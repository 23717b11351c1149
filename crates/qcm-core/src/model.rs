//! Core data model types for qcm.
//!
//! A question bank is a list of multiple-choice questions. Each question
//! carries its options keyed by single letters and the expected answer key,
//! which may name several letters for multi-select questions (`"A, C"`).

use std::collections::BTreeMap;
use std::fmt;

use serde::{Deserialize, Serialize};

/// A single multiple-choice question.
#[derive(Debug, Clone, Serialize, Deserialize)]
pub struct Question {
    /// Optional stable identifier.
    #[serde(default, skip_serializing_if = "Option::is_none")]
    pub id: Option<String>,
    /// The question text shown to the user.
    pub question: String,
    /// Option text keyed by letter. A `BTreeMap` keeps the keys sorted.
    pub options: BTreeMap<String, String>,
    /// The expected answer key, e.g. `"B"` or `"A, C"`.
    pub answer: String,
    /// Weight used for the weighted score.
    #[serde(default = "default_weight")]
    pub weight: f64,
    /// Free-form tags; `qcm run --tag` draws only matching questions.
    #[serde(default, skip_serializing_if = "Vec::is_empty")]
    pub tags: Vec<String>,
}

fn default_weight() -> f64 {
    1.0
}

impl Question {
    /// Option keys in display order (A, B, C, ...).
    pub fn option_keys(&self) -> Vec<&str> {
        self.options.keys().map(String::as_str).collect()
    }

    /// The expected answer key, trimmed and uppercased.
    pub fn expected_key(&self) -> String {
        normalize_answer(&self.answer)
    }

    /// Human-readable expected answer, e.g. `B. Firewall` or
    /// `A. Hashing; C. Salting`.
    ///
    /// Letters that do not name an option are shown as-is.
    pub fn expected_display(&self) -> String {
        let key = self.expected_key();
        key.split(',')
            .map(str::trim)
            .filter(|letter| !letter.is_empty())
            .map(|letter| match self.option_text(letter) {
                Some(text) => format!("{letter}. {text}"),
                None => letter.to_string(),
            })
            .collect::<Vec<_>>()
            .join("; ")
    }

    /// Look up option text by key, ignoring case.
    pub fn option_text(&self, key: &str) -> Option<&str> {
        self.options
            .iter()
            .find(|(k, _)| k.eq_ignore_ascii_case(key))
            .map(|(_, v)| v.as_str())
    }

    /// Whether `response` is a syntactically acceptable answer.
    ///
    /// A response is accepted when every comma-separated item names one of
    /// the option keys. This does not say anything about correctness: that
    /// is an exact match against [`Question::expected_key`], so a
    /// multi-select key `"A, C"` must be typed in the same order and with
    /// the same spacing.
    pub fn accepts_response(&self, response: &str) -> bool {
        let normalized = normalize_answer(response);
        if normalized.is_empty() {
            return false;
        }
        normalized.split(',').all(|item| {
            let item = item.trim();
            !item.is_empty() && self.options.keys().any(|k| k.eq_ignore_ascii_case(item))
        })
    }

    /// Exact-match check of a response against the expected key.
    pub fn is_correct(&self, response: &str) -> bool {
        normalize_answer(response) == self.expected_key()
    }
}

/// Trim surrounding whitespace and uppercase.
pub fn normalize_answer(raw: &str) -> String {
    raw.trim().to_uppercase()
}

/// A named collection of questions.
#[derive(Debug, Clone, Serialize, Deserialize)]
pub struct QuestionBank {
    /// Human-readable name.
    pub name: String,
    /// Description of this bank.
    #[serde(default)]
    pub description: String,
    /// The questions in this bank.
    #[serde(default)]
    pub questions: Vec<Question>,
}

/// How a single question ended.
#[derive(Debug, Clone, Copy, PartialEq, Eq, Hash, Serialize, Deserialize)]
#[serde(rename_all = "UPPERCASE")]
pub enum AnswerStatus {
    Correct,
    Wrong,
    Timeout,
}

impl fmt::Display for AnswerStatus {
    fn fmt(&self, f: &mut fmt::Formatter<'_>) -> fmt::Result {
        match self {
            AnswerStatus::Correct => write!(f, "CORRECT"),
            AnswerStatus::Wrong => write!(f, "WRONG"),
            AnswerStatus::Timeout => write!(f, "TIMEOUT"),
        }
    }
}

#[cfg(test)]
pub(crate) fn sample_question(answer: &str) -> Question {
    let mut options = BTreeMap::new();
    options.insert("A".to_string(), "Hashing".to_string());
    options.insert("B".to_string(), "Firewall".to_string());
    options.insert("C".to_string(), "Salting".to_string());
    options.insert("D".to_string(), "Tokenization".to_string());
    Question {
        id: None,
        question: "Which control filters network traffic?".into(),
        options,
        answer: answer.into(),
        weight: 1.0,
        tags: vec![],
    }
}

============

— Task objective —
Take each line of the material that contains the word "tags" and list it.

— Output for this task —
    /// Free-form tags; `qcm run --tag` draws only matching questions.
    pub tags: Vec<String>,
        tags: vec![],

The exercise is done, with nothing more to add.